Only one span of the listing below should come back. It runs from the line with "GestureState::Dragging(mut session) =>" through the line with "let previous = std::mem::replace(&mut", and each of its lines must be reproduced exactly.

■ ■ ■

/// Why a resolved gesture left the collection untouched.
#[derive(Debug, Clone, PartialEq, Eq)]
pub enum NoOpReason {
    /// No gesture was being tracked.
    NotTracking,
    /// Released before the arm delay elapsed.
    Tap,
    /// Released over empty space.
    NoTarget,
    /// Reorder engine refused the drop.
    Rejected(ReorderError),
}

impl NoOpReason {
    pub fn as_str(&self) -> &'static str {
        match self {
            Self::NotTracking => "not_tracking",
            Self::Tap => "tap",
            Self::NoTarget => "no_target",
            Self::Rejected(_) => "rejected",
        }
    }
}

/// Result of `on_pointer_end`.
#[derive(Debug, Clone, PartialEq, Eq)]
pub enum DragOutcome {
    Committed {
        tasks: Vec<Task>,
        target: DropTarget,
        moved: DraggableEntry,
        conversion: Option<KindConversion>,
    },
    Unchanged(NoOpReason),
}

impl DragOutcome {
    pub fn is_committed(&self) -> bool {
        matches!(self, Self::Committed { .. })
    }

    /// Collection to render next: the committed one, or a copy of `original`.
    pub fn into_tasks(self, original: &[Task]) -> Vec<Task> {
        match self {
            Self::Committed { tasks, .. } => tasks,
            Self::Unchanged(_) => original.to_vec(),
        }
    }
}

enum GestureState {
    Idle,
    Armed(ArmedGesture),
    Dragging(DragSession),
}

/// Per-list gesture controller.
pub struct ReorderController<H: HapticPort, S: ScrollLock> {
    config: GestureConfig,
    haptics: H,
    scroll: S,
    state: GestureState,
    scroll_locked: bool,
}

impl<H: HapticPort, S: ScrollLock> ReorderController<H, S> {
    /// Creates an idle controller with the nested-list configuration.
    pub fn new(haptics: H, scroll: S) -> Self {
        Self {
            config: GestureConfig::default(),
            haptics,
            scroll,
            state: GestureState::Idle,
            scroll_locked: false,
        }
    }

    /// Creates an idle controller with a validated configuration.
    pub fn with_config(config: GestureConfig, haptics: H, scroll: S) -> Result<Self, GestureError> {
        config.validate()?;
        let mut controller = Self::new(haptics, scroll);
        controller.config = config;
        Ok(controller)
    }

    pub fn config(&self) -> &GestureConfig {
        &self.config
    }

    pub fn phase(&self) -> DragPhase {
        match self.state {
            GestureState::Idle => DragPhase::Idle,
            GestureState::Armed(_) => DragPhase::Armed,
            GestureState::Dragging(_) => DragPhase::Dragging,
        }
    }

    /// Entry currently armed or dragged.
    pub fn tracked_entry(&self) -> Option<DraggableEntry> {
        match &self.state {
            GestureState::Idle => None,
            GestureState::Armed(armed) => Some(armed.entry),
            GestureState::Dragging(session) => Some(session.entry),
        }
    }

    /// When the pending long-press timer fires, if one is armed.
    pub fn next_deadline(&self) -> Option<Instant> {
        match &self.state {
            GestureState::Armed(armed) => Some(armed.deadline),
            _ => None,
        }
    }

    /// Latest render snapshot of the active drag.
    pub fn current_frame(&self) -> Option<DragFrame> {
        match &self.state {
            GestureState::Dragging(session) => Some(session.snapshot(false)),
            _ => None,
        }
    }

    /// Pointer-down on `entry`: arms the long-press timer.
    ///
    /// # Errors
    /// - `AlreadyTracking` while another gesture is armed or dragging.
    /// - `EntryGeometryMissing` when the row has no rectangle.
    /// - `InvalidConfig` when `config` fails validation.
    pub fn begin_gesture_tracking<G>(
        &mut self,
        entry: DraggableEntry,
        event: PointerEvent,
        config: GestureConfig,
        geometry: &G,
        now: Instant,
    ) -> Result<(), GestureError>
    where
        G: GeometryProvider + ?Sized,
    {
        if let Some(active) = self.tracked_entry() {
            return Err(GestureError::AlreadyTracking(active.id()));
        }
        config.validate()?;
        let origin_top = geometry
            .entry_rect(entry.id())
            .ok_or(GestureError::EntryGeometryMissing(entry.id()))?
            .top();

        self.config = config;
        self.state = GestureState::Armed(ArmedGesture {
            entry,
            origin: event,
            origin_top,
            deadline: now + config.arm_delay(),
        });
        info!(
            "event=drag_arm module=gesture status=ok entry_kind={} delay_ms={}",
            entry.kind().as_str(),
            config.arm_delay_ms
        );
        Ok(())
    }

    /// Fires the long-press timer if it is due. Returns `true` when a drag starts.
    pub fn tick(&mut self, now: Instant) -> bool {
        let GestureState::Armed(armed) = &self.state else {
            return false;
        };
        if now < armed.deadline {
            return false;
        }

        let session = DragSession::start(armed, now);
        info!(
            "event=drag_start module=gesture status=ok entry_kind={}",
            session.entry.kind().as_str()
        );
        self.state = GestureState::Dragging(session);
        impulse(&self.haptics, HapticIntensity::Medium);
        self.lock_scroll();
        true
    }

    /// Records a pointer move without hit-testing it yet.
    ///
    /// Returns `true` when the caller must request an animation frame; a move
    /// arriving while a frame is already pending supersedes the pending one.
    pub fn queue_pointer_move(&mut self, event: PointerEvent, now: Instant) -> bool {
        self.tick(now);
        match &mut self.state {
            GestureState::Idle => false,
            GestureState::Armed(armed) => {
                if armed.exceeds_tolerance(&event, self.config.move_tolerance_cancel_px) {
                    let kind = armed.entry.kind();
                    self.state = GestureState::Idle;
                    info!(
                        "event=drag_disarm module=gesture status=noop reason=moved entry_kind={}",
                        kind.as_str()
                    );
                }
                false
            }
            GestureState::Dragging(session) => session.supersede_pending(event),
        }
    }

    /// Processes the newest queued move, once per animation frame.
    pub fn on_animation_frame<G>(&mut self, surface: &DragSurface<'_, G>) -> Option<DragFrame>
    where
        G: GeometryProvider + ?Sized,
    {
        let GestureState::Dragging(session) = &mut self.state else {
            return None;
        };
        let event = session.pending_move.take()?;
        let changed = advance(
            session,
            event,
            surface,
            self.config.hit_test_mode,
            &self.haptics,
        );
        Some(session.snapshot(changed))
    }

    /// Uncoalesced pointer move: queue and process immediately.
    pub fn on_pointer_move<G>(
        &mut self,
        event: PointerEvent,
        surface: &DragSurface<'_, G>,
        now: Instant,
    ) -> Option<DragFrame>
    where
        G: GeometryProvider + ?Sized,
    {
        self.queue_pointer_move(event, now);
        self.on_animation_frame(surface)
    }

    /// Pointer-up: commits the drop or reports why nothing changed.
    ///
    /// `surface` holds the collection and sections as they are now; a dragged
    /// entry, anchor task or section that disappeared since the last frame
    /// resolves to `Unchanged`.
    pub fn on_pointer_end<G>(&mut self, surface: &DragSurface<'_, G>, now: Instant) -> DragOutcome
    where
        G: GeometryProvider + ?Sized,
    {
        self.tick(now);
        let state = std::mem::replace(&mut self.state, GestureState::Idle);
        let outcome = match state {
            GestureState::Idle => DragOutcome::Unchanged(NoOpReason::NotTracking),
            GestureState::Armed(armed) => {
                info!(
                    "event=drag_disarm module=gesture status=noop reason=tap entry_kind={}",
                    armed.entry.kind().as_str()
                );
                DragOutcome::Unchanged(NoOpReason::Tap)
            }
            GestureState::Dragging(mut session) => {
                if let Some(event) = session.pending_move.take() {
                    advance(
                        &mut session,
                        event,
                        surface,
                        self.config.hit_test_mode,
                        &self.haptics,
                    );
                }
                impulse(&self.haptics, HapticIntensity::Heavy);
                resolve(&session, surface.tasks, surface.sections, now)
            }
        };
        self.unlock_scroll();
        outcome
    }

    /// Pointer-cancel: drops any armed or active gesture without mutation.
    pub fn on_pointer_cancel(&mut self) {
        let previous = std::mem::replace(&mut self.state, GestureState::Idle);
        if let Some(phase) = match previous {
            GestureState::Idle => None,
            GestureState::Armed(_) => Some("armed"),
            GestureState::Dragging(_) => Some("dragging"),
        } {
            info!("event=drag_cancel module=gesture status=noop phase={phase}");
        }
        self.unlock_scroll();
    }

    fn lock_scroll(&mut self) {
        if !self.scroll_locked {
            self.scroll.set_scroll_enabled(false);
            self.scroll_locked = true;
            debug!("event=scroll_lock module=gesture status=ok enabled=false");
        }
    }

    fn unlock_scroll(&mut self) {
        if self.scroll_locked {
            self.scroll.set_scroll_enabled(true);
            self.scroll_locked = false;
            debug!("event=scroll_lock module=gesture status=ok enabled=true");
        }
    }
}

■ ■ ■

(RESPONSE)
            GestureState::Dragging(mut session) => {
                if let Some(event) = session.pending_move.take() {
                    advance(
                        &mut session,
                        event,
                        surface,
                        self.config.hit_test_mode,
                        &self.haptics,
                    );
                }
                impulse(&self.haptics, HapticIntensity::Heavy);
                resolve(&session, surface.tasks, surface.sections, now)
            }
        };
        self.unlock_scroll();
        outcome
    }

    /// Pointer-cancel: drops any armed or active gesture without mutation.
    pub fn on_pointer_cancel(&mut self) {
        let previous = std::mem::replace(&mut self.state, GestureState::Idle);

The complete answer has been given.